Towards the end of the 19th century and at the beginning of the 20th, an incredible amount of river regulation and flood prevention work was completed in Hungary. Overall, two million hectares of land were protected from floods. The Budapest flood defence system was also built in the period, which not only meant the construction of the embankments but a slew of further projects.

One of these was narrowing the Danube, not only by filling the riverbed but by simply cutting one of its branches of from the main river. The dam built to achieve this ran in line with the present-day Gubacsi Bridge. However, the changes caused several problems. The river branch closer to Soroksár became innavigable and turned into a swamp, becoming a hotbed of infectious diseases.

Jenő Kvassay (Buda, 1850–Budapest 1919) (Photo: József Udránszky/A Magyar Mérnök- és Építészegylet Közlönye. 1919 issues 22–28.)
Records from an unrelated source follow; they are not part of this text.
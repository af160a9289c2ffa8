use std::str::FromStr;
use std::time::Duration;

use anyhow::{Context, Result};

use crate::pipeline::RetryPolicy;

/// Batch controller settings
#[derive(Debug, Clone, PartialEq, Eq)]
pub struct PipelineConfig {
    /// Records per batch
    pub batch_size: usize,
    /// Maximum records pulled from the source per run
    pub scan_limit: usize,
    /// Records processed concurrently within a batch
    pub concurrency: usize,
    /// Upper bound on any single store call
    pub store_timeout: Duration,
    pub retry: RetryPolicy,
}

impl Default for PipelineConfig {
    fn default() -> Self {
        Self {
            batch_size: 100,
            scan_limit: 10_000,
            concurrency: 8,
            store_timeout: Duration::from_secs(10),
            retry: RetryPolicy::default(),
        }
    }
}

impl PipelineConfig {
    /// Defaults overridden by `BATCH_SIZE`, `SCAN_LIMIT`, `PIPELINE_CONCURRENCY`,
    /// `STORE_TIMEOUT_MS`, `RETRY_ATTEMPTS`, `RETRY_DELAY_MS` and
    /// `RETRY_MAX_DELAY_MS` where set
    pub fn from_env() -> Result<Self> {
        Self::from_lookup(|key| std::env::var(key).ok())
    }

    fn from_lookup(lookup: impl Fn(&str) -> Option<String>) -> Result<Self> {
        let defaults = Self::default();

        let batch_size = parse_var(&lookup, "BATCH_SIZE")?.unwrap_or(defaults.batch_size);
        let scan_limit = parse_var(&lookup, "SCAN_LIMIT")?.unwrap_or(defaults.scan_limit);
        let concurrency =
            parse_var(&lookup, "PIPELINE_CONCURRENCY")?.unwrap_or(defaults.concurrency);
        let store_timeout = parse_var(&lookup, "STORE_TIMEOUT_MS")?
            .map(Duration::from_millis)
            .unwrap_or(defaults.store_timeout);

        let retry = RetryPolicy {
            max_attempts: parse_var(&lookup, "RETRY_ATTEMPTS")?
                .unwrap_or(defaults.retry.max_attempts),
            base_delay: parse_var(&lookup, "RETRY_DELAY_MS")?
                .map(Duration::from_millis)
                .unwrap_or(defaults.retry.base_delay),
            max_delay: parse_var(&lookup, "RETRY_MAX_DELAY_MS")?
                .map(Duration::from_millis)
                .unwrap_or(defaults.retry.max_delay),
        };

        let config = Self {
            batch_size,
            scan_limit,
            concurrency,
            store_timeout,
            retry,
        };
        config.validate()?;
        Ok(config)
    }

    pub fn validate(&self) -> Result<()> {
        anyhow::ensure!(self.batch_size > 0, "BATCH_SIZE must be at least 1");
        anyhow::ensure!(self.scan_limit > 0, "SCAN_LIMIT must be at least 1");
        anyhow::ensure!(self.concurrency > 0, "PIPELINE_CONCURRENCY must be at least 1");
        anyhow::ensure!(self.retry.max_attempts > 0, "RETRY_ATTEMPTS must be at least 1");
        anyhow::ensure!(!self.store_timeout.is_zero(), "STORE_TIMEOUT_MS must be positive");
        Ok(())
    }
}

fn parse_var<T>(lookup: &impl Fn(&str) -> Option<String>, key: &str) -> Result<Option<T>>
where
    T: FromStr,
    T::Err: std::error::Error + Send + Sync + 'static,
{
    match lookup(key) {
        Some(value) => value
            .trim()
            .parse()
            .map(Some)
            .with_context(|| format!("Invalid value for {}: {:?}", key, value)),
        None => Ok(None),
    }
}
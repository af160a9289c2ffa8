use std::io::ErrorKind;
use std::path::{Path, PathBuf};

use async_trait::async_trait;
use chrono::{DateTime, Utc};
use serde::Deserialize;
use tracing::{debug, warn};

use crate::error::SourceError;
use crate::models::RawRecord;
use crate::store::{retain_after, sort_by_source_order, IngestionSource};

/// A call file holds either one record or an array of records
#[derive(Deserialize)]
#[serde(untagged)]
enum CallFile {
    One(RawRecord),
    Many(Vec<RawRecord>),
}

/// Parse the contents of a call file
pub fn parse_call_json(json: &str) -> Result<Vec<RawRecord>, serde_json::Error> {
    Ok(match serde_json::from_str(json)? {
        CallFile::One(record) => vec![record],
        CallFile::Many(records) => records,
    })
}

/// Ingestion source over a directory of `*.json` call files, as written by
/// data acquisition (`<call_id>.json`, one record per file)
#[derive(Debug, Clone)]
pub struct DirectorySource {
    dir: PathBuf,
}

impl DirectorySource {
    pub fn new(dir: impl Into<PathBuf>) -> Self {
        Self { dir: dir.into() }
    }

    pub fn dir(&self) -> &Path {
        &self.dir
    }

    async fn call_files(&self) -> Result<Vec<PathBuf>, SourceError> {
        let mut entries = tokio::fs::read_dir(&self.dir)
            .await
            .map_err(|e| unavailable(&self.dir, e))?;

        let mut paths = Vec::new();
        while let Some(entry) = entries
            .next_entry()
            .await
            .map_err(|e| unavailable(&self.dir, e))?
        {
            let path = entry.path();
            if path.extension().is_some_and(|ext| ext == "json") {
                paths.push(path);
            }
        }
        paths.sort();
        Ok(paths)
    }

    async fn read_file(&self, path: &Path) -> Result<Vec<RawRecord>, SourceError> {
        let content = tokio::fs::read_to_string(path)
            .await
            .map_err(|e| match e.kind() {
                ErrorKind::NotFound => SourceError::NotFound(path.display().to_string()),
                _ => unavailable(path, e),
            })?;
        parse_call_json(&content).map_err(|e| SourceError::Malformed {
            id: path.display().to_string(),
            reason: e.to_string(),
        })
    }

    /// Every readable record in the directory; malformed files are skipped
    async fn read_all(&self) -> Result<Vec<RawRecord>, SourceError> {
        let mut records = Vec::new();
        for path in self.call_files().await? {
            match self.read_file(&path).await {
                Ok(mut batch) => records.append(&mut batch),
                Err(e) => warn!(path = %path.display(), error = %e, "Skipping call file"),
            }
        }
        sort_by_source_order(&mut records);
        Ok(records)
    }
}

#[async_trait]
impl IngestionSource for DirectorySource {
    async fn list_available(&self, limit: usize) -> Result<Vec<RawRecord>, SourceError> {
        let mut records = self.read_all().await?;
        debug!(dir = %self.dir.display(), found = records.len(), limit, "Listed call files");
        records.truncate(limit);
        Ok(records)
    }

    async fn fetch(&self, call_id: &str) -> Result<RawRecord, SourceError> {
        if !call_id.contains(['/', '\\']) && !call_id.starts_with('.') {
            let path = self.dir.join(format!("{call_id}.json"));
            match self.read_file(&path).await {
                Ok(records) => {
                    if let Some(record) = records.into_iter().find(|r| r.call_id == call_id) {
                        return Ok(record);
                    }
                }
                Err(SourceError::NotFound(_)) => {}
                Err(e) => return Err(e),
            }
        }

        // Fall back to a scan for files holding several records
        self.read_all()
            .await?
            .into_iter()
            .find(|r| r.call_id == call_id)
            .ok_or_else(|| SourceError::NotFound(call_id.to_string()))
    }

    async fn list_since(
        &self,
        marker: Option<DateTime<Utc>>,
        limit: usize,
    ) -> Result<Vec<RawRecord>, SourceError> {
        let Some(marker) = marker else {
            return self.list_available(limit).await;
        };
        let mut records = self.read_all().await?;
        retain_after(&mut records, marker, limit);
        debug!(dir = %self.dir.display(), found = records.len(), %marker, "Listed newer call files");
        Ok(records)
    }
}

fn unavailable(path: &Path, err: std::io::Error) -> SourceError {
    SourceError::Unavailable(format!("{}: {}", path.display(), err))
}

#[cfg(test)]
mod tests {
    use super::*;

    const CALL: &str = r#"{
        "call_id": "CALL_8F2A91C3",
        "agent_name": "Maria Garcia",
        "timestamp": "2024-03-12T15:42:10.512345",
        "transcript_text": "Agent: Thanks for calling. Customer: Count me in!"
    }"#;

    #[test]
    fn test_parse_single_and_array() {
        let one = parse_call_json(CALL).unwrap();
        assert_eq!(one.len(), 1);
        assert_eq!(one[0].call_id, "CALL_8F2A91C3");

        let many = parse_call_json(&format!("[{CALL}, {CALL}]")).unwrap();
        assert_eq!(many.len(), 2);
    }

    #[tokio::test]
    async fn test_directory_source_lists_and_fetches() {
        let dir = tempfile::tempdir().unwrap();
        std::fs::write(dir.path().join("CALL_8F2A91C3.json"), CALL).unwrap();
        std::fs::write(
            dir.path().join("batch.json"),
            r#"[{"call_id": "CALL_EARLY", "agent_name": "Kevin Martinez",
                 "timestamp": "2024-03-01 08:00:00", "transcript_text": "hello"}]"#,
        )
        .unwrap();
        std::fs::write(dir.path().join("broken.json"), "{ nope").unwrap();
        std::fs::write(dir.path().join("notes.txt"), "ignored").unwrap();

        let source = DirectorySource::new(dir.path());
        let records = source.list_available(10).await.unwrap();
        let ids: Vec<_> = records.iter().map(|r| r.call_id.as_str()).collect();
        assert_eq!(ids, vec!["CALL_EARLY", "CALL_8F2A91C3"]);

        assert_eq!(source.list_available(1).await.unwrap().len(), 1);

        let after_early = records[0].timestamp;
        let newer = source.list_since(Some(after_early), 1).await.unwrap();
        assert_eq!(newer.len(), 1);
        assert_eq!(newer[0].call_id, "CALL_8F2A91C3");
        assert_eq!(source.fetch("CALL_8F2A91C3").await.unwrap().agent_name, "Maria Garcia");
        assert_eq!(source.fetch("CALL_EARLY").await.unwrap().transcript_text, "hello");
        assert!(matches!(
            source.fetch("CALL_MISSING").await,
            Err(SourceError::NotFound(_))
        ));
    }

    #[tokio::test]
    async fn test_missing_directory_is_unavailable() {
        let dir = tempfile::tempdir().unwrap();
        let source = DirectorySource::new(dir.path().join("absent"));
        let err = source.list_available(10).await.unwrap_err();
        assert!(err.is_transient());
    }
}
However, in the last two decades of the 19th century, an engineer who viewed his tasks through a long-term, national perspective took over Hungarian water management. This was Jenő Kvassay. It was under his leadership that the Soroksár-Danube was given new life. The old dam was demolished, and a new lock constructed at the northern end of Csepel Island.

The new lock made the Soroksár-Danube navigable again. Kassay also recommended constructing a micro-hydroelectric power plant next to the lock, which took advantage of the fact that the water level was lower in the Soroksár branch than the main river.

Aerial view of Kvassay Lock, Kvassay Bridge and Kvassay Road (Photo: Fortepan, Hungarian Air Force, 1944.)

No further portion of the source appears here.